──────── Stored data

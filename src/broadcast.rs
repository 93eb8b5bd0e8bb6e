//! Admin announcements to users who started the bot.

use log::{info, warn};
use std::future::Future;
use std::time::Duration;
use teloxide::{ApiError, RequestError};

#[derive(Debug)]
pub enum Failure {
    /// The user blocked the bot or the account is gone.
    Blocked,
    Other(String),
}

impl From<RequestError> for Failure {
    fn from(e: RequestError) -> Self {
        match e {
            RequestError::Api(
                ApiError::BotBlocked
                | ApiError::UserDeactivated
                | ApiError::ChatNotFound
                | ApiError::BotKicked,
            ) => Failure::Blocked,
            other => Failure::Other(other.to_string()),
        }
    }
}

#[derive(Debug, Default, PartialEq, Eq)]
pub struct Report {
    pub delivered: usize,
    pub blocked: Vec<i64>,
    pub failed: usize,
}

pub async fn deliver<F, Fut>(recipients: &[i64], delay: Duration, mut send: F) -> Report
where
    F: FnMut(i64) -> Fut,
    Fut: Future<Output = Result<(), Failure>>,
{
    let mut report = Report::default();

    for (i, &user_id) in recipients.iter().enumerate() {
        if i > 0 && !delay.is_zero() {
            tokio::time::sleep(delay).await;
        }
        match send(user_id).await {
            Ok(()) => report.delivered += 1,
            Err(Failure::Blocked) => {
                info!("subscriber {} is unreachable", user_id);
                report.blocked.push(user_id);
            }
            Err(Failure::Other(e)) => {
                warn!("failed to deliver to {}: {}", user_id, e);
                report.failed += 1;
            }
        }
    }

    report
}

#[cfg(test)]
mod tests {
    use super::*;
    use std::sync::{Arc, Mutex};

    #[tokio::test]
    async fn sorts_outcomes() {
        let seen = Arc::new(Mutex::new(Vec::new()));
        let report = deliver(&[1, 2, 3, 4], Duration::ZERO, |user_id| {
            let seen = seen.clone();
            async move {
                seen.lock().unwrap().push(user_id);
                match user_id {
                    2 => Err(Failure::Blocked),
                    4 => Err(Failure::Other("timeout".into())),
                    _ => Ok(()),
                }
            }
        })
        .await;

        assert_eq!(
            report,
            Report {
                delivered: 2,
                blocked: vec![2],
                failed: 1,
            }
        );
        assert_eq!(*seen.lock().unwrap(), vec![1, 2, 3, 4]);
    }

    #[tokio::test(start_paused = true)]
    async fn waits_between_sends() {
        let started = tokio::time::Instant::now();
        let report = deliver(&[1, 2, 3], Duration::from_millis(100), |_| async { Ok(()) }).await;
        assert_eq!(report.delivered, 3);
        assert!(started.elapsed() >= Duration::from_millis(200));
    }

    #[test]
    fn classifies_blocked_users() {
        assert!(matches!(
            Failure::from(RequestError::Api(ApiError::BotBlocked)),
            Failure::Blocked
        ));
        assert!(matches!(
            Failure::from(RequestError::Api(ApiError::MessageTextIsEmpty)),
            Failure::Other(_)
        ));
    }
}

────────────────

Your objective
Copy out the material above in full so that every line matches the original.

Written response
filename src/broadcast.rs
repository 93eb8b5bd0e8bb6e
//! Admin announcements to users who started the bot.

use log::{info, warn};
use std::future::Future;
use std::time::Duration;
use teloxide::{ApiError, RequestError};

#[derive(Debug)]
pub enum Failure {
    /// The user blocked the bot or the account is gone.
    Blocked,
    Other(String),
}

impl From<RequestError> for Failure {
    fn from(e: RequestError) -> Self {
        match e {
            RequestError::Api(
                ApiError::BotBlocked
                | ApiError::UserDeactivated
                | ApiError::ChatNotFound
                | ApiError::BotKicked,
            ) => Failure::Blocked,
            other => Failure::Other(other.to_string()),
        }
    }
}

#[derive(Debug, Default, PartialEq, Eq)]
pub struct Report {
    pub delivered: usize,
    pub blocked: Vec<i64>,
    pub failed: usize,
}

pub async fn deliver<F, Fut>(recipients: &[i64], delay: Duration, mut send: F) -> Report
where
    F: FnMut(i64) -> Fut,
    Fut: Future<Output = Result<(), Failure>>,
{
    let mut report = Report::default();

    for (i, &user_id) in recipients.iter().enumerate() {
        if i > 0 && !delay.is_zero() {
            tokio::time::sleep(delay).await;
        }
        match send(user_id).await {
            Ok(()) => report.delivered += 1,
            Err(Failure::Blocked) => {
                info!("subscriber {} is unreachable", user_id);
                report.blocked.push(user_id);
            }
            Err(Failure::Other(e)) => {
                warn!("failed to deliver to {}: {}", user_id, e);
                report.failed += 1;
            }
        }
    }

    report
}

#[cfg(test)]
mod tests {
    use super::*;
    use std::sync::{Arc, Mutex};

    #[tokio::test]
    async fn sorts_outcomes() {
        let seen = Arc::new(Mutex::new(Vec::new()));
        let report = deliver(&[1, 2, 3, 4], Duration::ZERO, |user_id| {
            let seen = seen.clone();
            async move {
                seen.lock().unwrap().push(user_id);
                match user_id {
                    2 => Err(Failure::Blocked),
                    4 => Err(Failure::Other("timeout".into())),
                    _ => Ok(()),
                }
            }
        })
        .await;

        assert_eq!(
            report,
            Report {
                delivered: 2,
                blocked: vec![2],
                failed: 1,
            }
        );
        assert_eq!(*seen.lock().unwrap(), vec![1, 2, 3, 4]);
    }

    #[tokio::test(start_paused = true)]
    async fn waits_between_sends() {
        let started = tokio::time::Instant::now();
        let report = deliver(&[1, 2, 3], Duration::from_millis(100), |_| async { Ok(()) }).await;
        assert_eq!(report.delivered, 3);
        assert!(started.elapsed() >= Duration::from_millis(200));
    }

    #[test]
    fn classifies_blocked_users() {
        assert!(matches!(
            Failure::from(RequestError::Api(ApiError::BotBlocked)),
            Failure::Blocked
        ));
        assert!(matches!(
            Failure::from(RequestError::Api(ApiError::MessageTextIsEmpty)),
            Failure::Other(_)
        ));
    }
}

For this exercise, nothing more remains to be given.